Monday, September 29, 2008

33 - surgery cases mcqs - 2

Question 2 :

A 45-year-old man skidded from the road at

high speed and hit a tree. Examples of deceleration

injuries in this patient include:

(A) Aortic valve rupture

(B) Kidney injury

(C) Posterior dislocation of shoulder

(D) Mesenteric avulsion

(E) Stomach rupture


(E) Deceleration injuries occur when the body

is subjected to a sudden stop when traveling at

a high speed (e.g., high-speed automobile hitting

a tree, fall from a height). As the impacting

part of the body comes to a sudden halt, the

organs behind continue to travel forward, thus

causing shearing injuries at the junction of

mobile and fixed parts; such as mesenteric

avulsion. The other choices are possible but

much less common.

32 - surgical cases mcqs - 1

CASE 1 :

Twenty-four hours after colon resection, urine

output in a 70-year-old man is 10 mL/h. Blood

chemistry analysis reveals sodium, 138 mEq/L;

potassium, 6 mEq/L; chloride, 100 mEq/L; bicarbonate,

14 mEq/L. His metabolic abnormality

is characterized by which of the following?

(A) Abdominal distension

(B) Peaked T waves

(C) Narrow QRS complex

(D) Cardiac arrest in systole

(E) J wave or Osborne wave


(B) Hyperkalemia can manifest by GI or

cardiovascular signs. GI symptoms include

nausea, vomiting, intestinal colic, and diarrhea.

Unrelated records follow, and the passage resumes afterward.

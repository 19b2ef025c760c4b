//! SVG flamegraph generation using the inferno library.
//!
//! The aggregate is rendered through the same sorted folded lines the
//! folded encoder writes, so the SVG is as reproducible as the text.

use crate::aggregator::Aggregate;
use crate::output::folded_lines;
use crate::utils::config::DEFAULT_FLAMEGRAPH_TITLE;
use crate::utils::error::FlamegraphError;
use inferno::flamegraph::{self, Options};
use log::info;

/// Flamegraph configuration
#[derive(Debug, Clone)]
pub struct FlamegraphConfig {
    pub title: String,

    /// Image width in pixels; inferno's default when `None`
    pub width: Option<usize>,

    /// Label for sample counts in tooltips
    pub count_name: String,
}

impl Default for FlamegraphConfig {
    fn default() -> Self {
        Self {
            title: DEFAULT_FLAMEGRAPH_TITLE.to_string(),
            width: None,
            count_name: "samples".to_string(),
        }
    }
}

impl FlamegraphConfig {
    pub fn new() -> Self {
        Self::default()
    }

    pub fn with_title(mut self, title: impl Into<String>) -> Self {
        self.title = title.into();
        self
    }

    pub fn with_width(mut self, width: usize) -> Self {
        self.width = Some(width);
        self
    }
}

/// Generate an SVG flamegraph from an aggregate
///
/// **Public** - main entry point for flamegraph rendering
///
/// # Errors
/// * `FlamegraphError::EmptyStacks` - nothing to render
/// * `FlamegraphError::GenerationFailed` - inferno could not render the stacks
pub fn generate_flamegraph(
    aggregate: &Aggregate,
    config: Option<&FlamegraphConfig>,
) -> Result<Vec<u8>, FlamegraphError> {
    if aggregate.is_empty() {
        return Err(FlamegraphError::EmptyStacks);
    }

    let config = config.cloned().unwrap_or_default();
    info!("Generating flamegraph with {} stacks", aggregate.len());

    let mut options = Options::default();
    options.title = config.title;
    options.count_name = config.count_name;
    options.image_width = config.width;

    let lines = folded_lines(aggregate);
    let mut svg = Vec::new();
    flamegraph::from_lines(&mut options, lines.iter().map(String::as_str), &mut svg)
        .map_err(|e| FlamegraphError::GenerationFailed(e.to_string()))?;

    info!("Flamegraph generated successfully ({} bytes)", svg.len());
    Ok(svg)
}
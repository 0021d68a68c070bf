// Copyright 2021 System76 <info@system76.com>
// SPDX-License-Identifier: LGPL-3.0-only

use crate::raid::RaidLevel;
use std::fmt;
use std::io;
use std::path::PathBuf;

pub type Result<T> = std::result::Result<T, OperationError>;

/// Failures of tool invocations, IO, and broken invariants. These always abort
/// the operation that raised them.
#[derive(Debug, Error)]
pub enum OperationError {
    #[error("failed to execute {program}: {why}")]
    Spawn { program: String, why: String },
    #[error("{program} exited with status {status}: {stderr}")]
    Command {
        program: String,
        status: i32,
        stderr: String,
    },
    #[error("I/O error on {path:?}")]
    Io {
        path: PathBuf,
        #[source]
        why: io::Error,
    },
    #[error("failed to mount {device} at {target:?}")]
    Mount {
        device: String,
        target: PathBuf,
        #[source]
        why: io::Error,
    },
    #[error("failed to unmount {target:?}")]
    Unmount {
        target: PathBuf,
        #[source]
        why: io::Error,
    },
    #[error("request {0} does not exist")]
    DanglingReference(u32),
    #[error("request {0} is built on itself")]
    Cycle(u32),
    #[error(transparent)]
    NotFound(#[from] NotFoundError),
    #[error(transparent)]
    Assembly(#[from] AssemblyError),
    #[error(transparent)]
    Luks(#[from] LuksError),
    #[error("{device} contains {count} bad blocks")]
    BadBlocks { device: String, count: u64 },
    #[error("{0} is not a known block device")]
    UnknownDevice(String),
    #[error("{device} has not been materialized")]
    NotMaterialized { device: String },
    #[error("RAID minor {0} is unavailable")]
    MinorUnavailable(u32),
    #[error("partition table on {device} could not be processed: {why}")]
    Table { device: String, why: String },
    #[error("partition allocation failed: {0}")]
    Allocation(String),
    #[error("invariant violated: {0}")]
    Invariant(String),
    #[error("the previous layout no longer validates: {0}")]
    RollbackInconsistent(ValidationError),
    #[error("operation was cancelled by the user")]
    Cancelled,
}

impl OperationError {
    pub(crate) fn io(path: impl Into<PathBuf>, why: io::Error) -> Self {
        OperationError::Io {
            path: path.into(),
            why,
        }
    }
}

/// A named registry entry could not be located.
#[derive(Debug, Error)]
#[error("{0} is not a registered filesystem type")]
pub struct NotFoundError(pub String);

/// Too few members remain to build the requested array.
#[derive(Debug, Error)]
#[error("cannot assemble {device}: {level} requires {required} active members, but {available} are available")]
pub struct AssemblyError {
    pub device: String,
    pub level: RaidLevel,
    pub required: usize,
    pub available: usize,
}

#[derive(Debug, Error)]
pub enum LuksError {
    #[error("no passphrase has been set for {0}")]
    NoPassphrase(String),
    #[error("the passphrase for {0} is incorrect")]
    WrongPassphrase(String),
    #[error("{0} is already mapped or busy")]
    DeviceBusy(String),
    #[error("cryptsetup failed on {device} with status {status}")]
    Command { device: String, status: i32 },
}

/// A sanity-check finding. It is returned to the caller, who decides whether it
/// blocks completion or only needs confirmation.
#[derive(Clone, Debug, PartialEq, Eq, Hash, Serialize, Deserialize)]
pub struct ValidationError(pub String);

impl ValidationError {
    pub fn new(message: impl Into<String>) -> Self {
        ValidationError(message.into())
    }

    pub fn message(&self) -> &str {
        &self.0
    }
}

impl fmt::Display for ValidationError {
    fn fmt(&self, f: &mut fmt::Formatter<'_>) -> fmt::Result {
        f.write_str(&self.0)
    }
}

impl From<String> for ValidationError {
    fn from(message: String) -> Self {
        ValidationError(message)
    }
}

Abdominal distension as a result of paralytic

ileus is due to hypokalemia. An ECG is useful

to monitor potassium levels. Hyperkalemia

is characterized by peaked T waves. ECG

changes also include ST-segment depression,

widened QRS complex, and heart block.

Cardiac arrest occurs in diastole with increasing

levels of potassium. Osborne (J) wave is

seen in hypothermia.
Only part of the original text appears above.